Orphée [ɔrfeə] is an opera by the French composer Louis Lully, with contributions from his brother Jean-Baptiste Lully the Younger. It was first performed at the Académie Royale de Musique (the Paris Opera) on 21 February 1690. It takes the form of a tragédie en musique in three acts and a prologue. The libretto is by Michel Duboullay. This opera was created as a satirical response to the tragicomedy and ballet Ballet de Psyche written by Louis Lully's father, which proclaimed the greatness of King Louis XIV's power and the calm that occurred because of his reign. Louis Lully chose the story of Orpheus in relation to the monarch as a commentary on the villainous tendencies of his rule of France.

== Prologue ==
The audience sees an empty theatre with the back Portico showing the raging of a cold winter's night.

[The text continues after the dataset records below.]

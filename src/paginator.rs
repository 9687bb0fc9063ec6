use std::sync::Arc;

use tracing::{debug, warn};

use crate::feed_cache::FeedCache;
use crate::feed_error::FeedResult;
use crate::feed_loader::FeedLoader;
use crate::feed_request::{AlbumSelector, FeedEndpoint, FeedRequest};
use crate::model::Album;

/// Every page is cached under its own URL, `start-index` included.
pub struct AlbumPaginator<'a> {
    cache: &'a FeedCache,
    loader: &'a dyn FeedLoader,
    endpoint: &'a FeedEndpoint,
    page_size: usize,
}

impl<'a> AlbumPaginator<'a> {
    pub fn new(cache: &'a FeedCache, loader: &'a dyn FeedLoader, endpoint: &'a FeedEndpoint, page_size: usize) -> Self {
        AlbumPaginator {
            cache,
            loader,
            endpoint,
            page_size,
        }
    }

    /// A page that adds no new photo stops pagination with a partial album.
    pub async fn fetch_album(&self, selector: &str) -> FeedResult<Arc<Album>> {
        let request = FeedRequest::album(AlbumSelector::parse(selector), self.page_size);

        let first = self.page(&request).await?;
        if first.photos.len() == first.size {
            return Ok(first);
        }

        // Copy of the first page, cut down to the declared size if it overshoots.
        let mut album = Album::clone(&first);
        album.photos.clear();
        album.merge_page(&first);

        let mut pages = 1;
        while !album.is_complete() {
            let next = request.clone().start_index(album.photos.len() + 1);
            let page = self.page(&next).await?;
            pages += 1;

            if album.merge_page(&page) == 0 {
                warn!(
                    album = %selector,
                    fetched = album.photos.len(),
                    declared = album.size,
                    "pagination stalled, returning partial album"
                );
                break;
            }
        }

        debug!(album = %selector, pages, photos = album.photos.len(), "album assembled");
        Ok(Arc::new(album))
    }

    async fn page(&self, request: &FeedRequest) -> FeedResult<Arc<Album>> {
        let url = self.endpoint.url(request);
        self.cache.fetch::<Album>(&url, self.loader).await
    }
}

#[cfg(test)]
mod tests {
    use super::*;
    use crate::feed_error::FeedError;
    use crate::model::{Feed, FeedShape, Photo};
    use async_trait::async_trait;
    use std::sync::Mutex;

    /// Serves `served` out of `declared` photos in pages of `page_size`,
    /// reading the offset from the request URL.
    struct PagedAlbum {
        declared: usize,
        served: usize,
        page_size: usize,
        duplicate_tail: bool,
        requests: Mutex<Vec<String>>,
    }

    impl PagedAlbum {
        fn new(declared: usize, page_size: usize) -> Self {
            PagedAlbum {
                declared,
                served: declared,
                page_size,
                duplicate_tail: false,
                requests: Mutex::new(Vec::new()),
            }
        }

        fn request_count(&self) -> usize {
            self.requests.lock().unwrap().len()
        }
    }

    fn start_index(url: &str) -> usize {
        url.split(|c| c == '?' || c == '&')
            .find_map(|param| param.strip_prefix("start-index="))
            .map(|value| value.parse().unwrap())
            .unwrap_or(1)
    }

    #[async_trait]
    impl FeedLoader for PagedAlbum {
        async fn load(&self, url: &str, shape: FeedShape) -> FeedResult<Feed> {
            assert_eq!(shape, FeedShape::Album);
            self.requests.lock().unwrap().push(url.to_owned());

            let offset = start_index(url) - 1;
            let mut ids: Vec<usize> = (offset..(offset + self.page_size).min(self.served)).collect();
            if self.duplicate_tail && ids.is_empty() {
                ids = (0..self.page_size.min(self.served)).collect();
            }

            Ok(Feed::Album(Arc::new(Album {
                id: "42".to_owned(),
                title: "Paged".to_owned(),
                size: self.declared,
                photos: ids
                    .into_iter()
                    .map(|i| Photo {
                        id: format!("p{}", i),
                        ..Photo::default()
                    })
                    .collect(),
                ..Album::default()
            })))
        }
    }

    fn endpoint() -> FeedEndpoint {
        FeedEndpoint::new("http://feeds.test", "jane", None)
    }

    #[tokio::test]
    async fn collects_all_pages_in_order() {
        let cache = FeedCache::new();
        let loader = PagedAlbum::new(25, 10);
        let endpoint = endpoint();
        let paginator = AlbumPaginator::new(&cache, &loader, &endpoint, 10);

        let album = paginator.fetch_album("42").await.unwrap();

        assert_eq!(album.photos.len(), 25);
        assert!(album.is_complete());
        let expected: Vec<String> = (0..25).map(|i| format!("p{}", i)).collect();
        let ids: Vec<String> = album.photos.iter().map(|p| p.id.clone()).collect();
        assert_eq!(ids, expected);
        assert_eq!(loader.request_count(), 3);

        let requests = loader.requests.lock().unwrap().clone();
        assert!(!requests[0].contains("start-index"));
        assert!(requests[1].contains("start-index=11"));
        assert!(requests[2].contains("start-index=21"));
    }

    #[tokio::test]
    async fn refetch_reuses_cached_pages() {
        let cache = FeedCache::new();
        let loader = PagedAlbum::new(25, 10);
        let endpoint = endpoint();
        let paginator = AlbumPaginator::new(&cache, &loader, &endpoint, 10);

        let first = paginator.fetch_album("42").await.unwrap();
        let second = paginator.fetch_album("42").await.unwrap();

        assert_eq!(first, second);
        assert_eq!(loader.request_count(), 3);
        assert_eq!(cache.len(), 3);
    }

    #[tokio::test]
    async fn single_page_album_returns_cached_entity() {
        let cache = FeedCache::new();
        let loader = PagedAlbum::new(7, 10);
        let endpoint = endpoint();
        let paginator = AlbumPaginator::new(&cache, &loader, &endpoint, 10);

        let album = paginator.fetch_album("Summer Trip").await.unwrap();

        assert_eq!(album.photos.len(), 7);
        assert_eq!(loader.request_count(), 1);
        assert!(loader.requests.lock().unwrap()[0].contains("/album/Summer+Trip?"));
    }

    #[tokio::test]
    async fn empty_page_stops_pagination() {
        let cache = FeedCache::new();
        let mut loader = PagedAlbum::new(30, 10);
        loader.served = 12;
        let endpoint = endpoint();
        let paginator = AlbumPaginator::new(&cache, &loader, &endpoint, 10);

        let album = paginator.fetch_album("42").await.unwrap();

        assert_eq!(album.photos.len(), 12);
        assert_eq!(album.size, 30);
        assert!(!album.is_complete());
        assert_eq!(loader.request_count(), 3);
    }

    #[tokio::test]
    async fn page_of_known_photos_stops_pagination() {
        let cache = FeedCache::new();
        let mut loader = PagedAlbum::new(30, 10);
        loader.served = 10;
        loader.duplicate_tail = true;
        let endpoint = endpoint();
        let paginator = AlbumPaginator::new(&cache, &loader, &endpoint, 10);

        let album = paginator.fetch_album("42").await.unwrap();

        assert_eq!(album.photos.len(), 10);
        assert_eq!(loader.request_count(), 2);
    }

    #[tokio::test]
    async fn later_page_is_cut_at_declared_size() {
        let cache = FeedCache::new();
        let mut loader = PagedAlbum::new(5, 4);
        loader.served = 100;
        let endpoint = endpoint();
        let paginator = AlbumPaginator::new(&cache, &loader, &endpoint, 4);

        let album = paginator.fetch_album("1").await.unwrap();

        assert_eq!(album.size, 5);
        assert_eq!(album.photos.len(), 5);
        assert_eq!(album.photos.last().unwrap().id, "p4");
        assert_eq!(loader.request_count(), 2);
    }

    #[tokio::test]
    async fn oversized_first_page_is_cut_at_declared_size() {
        let cache = FeedCache::new();
        let mut loader = PagedAlbum::new(3, 10);
        loader.served = 10;
        let endpoint = endpoint();
        let paginator = AlbumPaginator::new(&cache, &loader, &endpoint, 10);

        let album = paginator.fetch_album("1").await.unwrap();

        assert_eq!(album.photos.len(), 3);
        assert!(album.is_complete());
        assert_eq!(loader.request_count(), 1);
    }

    struct Failing;

    #[async_trait]
    impl FeedLoader for Failing {
        async fn load(&self, url: &str, _shape: FeedShape) -> FeedResult<Feed> {
            Err(FeedError::RemoteFetch {
                url: url.to_owned(),
                status: 503,
            })
        }
    }

    #[tokio::test]
    async fn remote_errors_propagate() {
        let cache = FeedCache::new();
        let endpoint = endpoint();
        let paginator = AlbumPaginator::new(&cache, &Failing, &endpoint, 10);

        let err = paginator.fetch_album("42").await.unwrap_err();
        assert!(matches!(err, FeedError::RemoteFetch { status: 503, .. }));
        assert!(cache.is_empty());
    }
}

Venus, the goddess of Love and mother of Orpheus, comes in front of the audience and shows her disapproval for 'useless pomp' and the horrors of War, referencing the Nine Years' War, which as of 1690, has now entered its third year. She laments her son, Orpheus, although the state of her son is unclear from the description provided. The 'Games and Pleasures' (unclear what is being referenced by the description) make their appearance on stage, as well as Cupid and Charites (The Graces).